Rising Interest Rates and Bad Loans:
- The article highlights a surge in bad loans associated with commercial property, driven by rising interest rates. As rates increase, landlords face higher debt-servicing costs, potentially leading to loan defaults and distressed property sales.
Impact of Interest Rates on Property Valuations:
- Higher interest rates diminish the attractiveness of real estate investments by increasing financing costs and reducing potential returns. This phenomenon can lead to declining property valuations and investor reluctance to engage in real estate transactions.
Debt Covenants and Lender Risk:
- Banks impose debt covenants on commercial property loans to mitigate risk.
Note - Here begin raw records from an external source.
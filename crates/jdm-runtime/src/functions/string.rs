//! String functions
//!
//! Lengths and offsets count characters, not bytes.

use super::Args;
use crate::error::Result;
use jdm_core::Value;
use regex::Regex;

/// Length of a string (characters), array or object
pub(super) fn len(values: &[Value]) -> Result<Value> {
    let args = Args::exactly("len", values, 1)?;
    let len = match args.value(0) {
        Value::String(s) => s.chars().count(),
        Value::Array(items) => items.len(),
        Value::Object(map) => map.len(),
        _ => return Err(args.type_error(0, "a string, array or object")),
    };
    Ok(Value::Number(len as f64))
}

pub(super) fn upper(values: &[Value]) -> Result<Value> {
    let args = Args::exactly("upper", values, 1)?;
    Ok(Value::String(args.string(0)?.to_uppercase()))
}

pub(super) fn lower(values: &[Value]) -> Result<Value> {
    let args = Args::exactly("lower", values, 1)?;
    Ok(Value::String(args.string(0)?.to_lowercase()))
}

pub(super) fn trim(values: &[Value]) -> Result<Value> {
    let args = Args::exactly("trim", values, 1)?;
    Ok(Value::String(args.string(0)?.trim().to_string()))
}

/// Substring test for strings, element test for arrays
pub(super) fn contains(values: &[Value]) -> Result<Value> {
    let args = Args::exactly("contains", values, 2)?;
    match args.value(0) {
        Value::Array(items) => Ok(Value::Bool(items.contains(args.value(1)))),
        Value::String(s) => Ok(Value::Bool(s.contains(args.string(1)?))),
        _ => Err(args.type_error(0, "a string or array")),
    }
}

pub(super) fn starts_with(values: &[Value]) -> Result<Value> {
    let args = Args::exactly("startsWith", values, 2)?;
    Ok(Value::Bool(args.string(0)?.starts_with(args.string(1)?)))
}

pub(super) fn ends_with(values: &[Value]) -> Result<Value> {
    let args = Args::exactly("endsWith", values, 2)?;
    Ok(Value::Bool(args.string(0)?.ends_with(args.string(1)?)))
}

/// `substring(s, start[, end])`; offsets are clamped to the string
pub(super) fn substring(values: &[Value]) -> Result<Value> {
    let args = Args::new("substring", values, 2, 3)?;
    let chars: Vec<char> = args.string(0)?.chars().collect();
    let clamp = |n: f64| n.max(0.0).min(chars.len() as f64) as usize;

    let start = clamp(args.number(1)?);
    let end = if args.len() == 3 {
        clamp(args.number(2)?)
    } else {
        chars.len()
    };

    if start >= end {
        return Ok(Value::String(String::new()));
    }
    Ok(Value::String(chars[start..end].iter().collect()))
}

pub(super) fn split(values: &[Value]) -> Result<Value> {
    let args = Args::exactly("split", values, 2)?;
    let separator = args.string(1)?;
    if separator.is_empty() {
        return Err(args.error("separator must not be empty"));
    }
    Ok(Value::Array(
        args.string(0)?
            .split(separator)
            .map(|part| Value::String(part.to_string()))
            .collect(),
    ))
}

/// Join array elements with a separator; non-strings use their display form
pub(super) fn join(values: &[Value]) -> Result<Value> {
    let args = Args::exactly("join", values, 2)?;
    let separator = args.string(1)?;
    let parts: Vec<String> = args.array(0)?.iter().map(Value::to_string).collect();
    Ok(Value::String(parts.join(separator)))
}

/// Replace every occurrence of a substring
pub(super) fn replace(values: &[Value]) -> Result<Value> {
    let args = Args::exactly("replace", values, 3)?;
    let from = args.string(1)?;
    if from.is_empty() {
        return Err(args.error("search string must not be empty"));
    }
    Ok(Value::String(args.string(0)?.replace(from, args.string(2)?)))
}

/// Regular expression test
pub(super) fn matches(values: &[Value]) -> Result<Value> {
    let args = Args::exactly("matches", values, 2)?;
    let pattern = args.string(1)?;
    let regex = Regex::new(pattern)
        .map_err(|e| args.error(format!("invalid pattern '{}': {}", pattern, e)))?;
    Ok(Value::Bool(regex.is_match(args.string(0)?)))
}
A significant drop in property prices may trigger covenant breaches, prompting lenders to intervene and potentially take possession of distressed properties.
Market Outlook and Predictions:
- Reports suggest a deteriorating outlook for commercial property, especially in the U.K. The IMF and Goldman Sachs have warned of potential declines in property prices, while analysts predict further challenges for landlords and lenders.
Investment Trends and Central Bank Policies:
- Despite record levels of investment in European commercial property in recent years, central banks are expected to raise interest rates to combat inflation, adding pressure to commercial landlords and investors.
Retail and Office Property Concerns:
- Retail and office properties face unique challenges, including reduced consumer spending, competition from e-commerce, and changes in office space demand due to remote working trends.
Comparison to 2008 Financial Crisis:
- While risks exist, experts believe that the current situation differs from the 2008 financial crisis. Banks are better capitalized, and lessons learned from the pandemic have equipped lenders to manage potential distress more effectively.
In summary, the article underscores the complex interdependencies between interest rates, property values, lender risk, and market sentiment in the commercial real estate sector. Understanding these dynamics is crucial for stakeholders navigating the evolving landscape of European commercial property markets.